#### What you are asked to do
From the entries below, tally how many lines contain "HashSet" and report only that figure.

#### Source material
//!
//! # Dependency-Ordering Trait and Helpers
//!

// Std-lib
use std::collections::HashSet;

///
/// # Dependency-Ordering Trait
///
/// Designs in which cells reference other cells form a dependency graph.
/// Cells are stored unordered, but some tasks (flattening, validating that
/// no cell references itself through any chain) must visit them in dependency order.
///
/// Implementers are typically the graph itself, or a light view over it.
/// The required `process` method visits a single `item`, passing each of its
/// direct dependencies to `orderer.push`. The `push` method recursively traverses
/// dependencies, calling back into `process`, and reports cycles through `cycle`.
///
/// ```text
/// impl DepOrder for MyDesign {
///     type Item = String;
///     type Error = MyError;
///
///     fn process(&self, item: &String, orderer: &mut DepOrderer<Self>) -> Result<(), MyError> {
///         for dep in self.children(item) {
///             orderer.push(dep)?;
///         }
///         Ok(())
///     }
///     fn cycle(&self, item: &String) -> MyError {
///         MyError::new(format!("Cycle through {}", item))
///     }
/// }
/// ```
///
pub trait DepOrder: Sized {
    /// Item Type. Typically names or keys of the nodes in the dependency graph.
    type Item: Clone + Eq + std::hash::Hash;
    /// Error Type
    type Error;

    /// Dependency-order all entries in slice `items`.
    /// Dependencies precede their dependents in the returned vector.
    fn order(&self, items: &[Self::Item]) -> Result<Vec<Self::Item>, Self::Error> {
        DepOrderer::order(self, items)
    }
    /// Process a single `item`, pushing each of its direct dependencies onto `orderer`
    fn process(&self, item: &Self::Item, orderer: &mut DepOrderer<Self>)
        -> Result<(), Self::Error>;
    /// Create the error reported upon detecting a cycle through `item`
    fn cycle(&self, item: &Self::Item) -> Self::Error;
}

/// # Dependency Order Helper
/// Public solely for use in the call-signature of [DepOrder::process].
pub struct DepOrderer<'g, P: DepOrder> {
    /// The graph being ordered
    graph: &'g P,
    /// Ordered, completed items
    stack: Vec<P::Item>,
    /// Completed items, for quick membership tests
    seen: HashSet<P::Item>,
    /// Items with an open recursive frame, for cycle detection
    pending: HashSet<P::Item>,
}
impl<'g, P: DepOrder> DepOrderer<'g, P> {
    /// Dependency-order all entries in slice `items`
    pub fn order(graph: &'g P, items: &[P::Item]) -> Result<Vec<P::Item>, P::Error> {
        let len = items.len();
        let mut this = Self {
            graph,
            stack: Vec::with_capacity(len),
            seen: HashSet::with_capacity(len),
            pending: HashSet::new(),
        };
        for item in items.iter() {
            this.push(item)?;
        }
        Ok(this.stack)
    }
    /// Push `item`'s dependencies, and then itself, onto the stack
    pub fn push(&mut self, item: &P::Item) -> Result<(), P::Error> {
        if self.seen.contains(item) {
            return Ok(());
        }
        if !self.pending.insert(item.clone()) {
            // Already open further up the recursion: a cycle
            return Err(self.graph.cycle(item));
        }
        let graph = self.graph;
        graph.process(item, self)?;
        self.pending.remove(item);
        self.seen.insert(item.clone());
        self.stack.push(item.clone());
        Ok(())
    }
}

#### Answer to this problem
5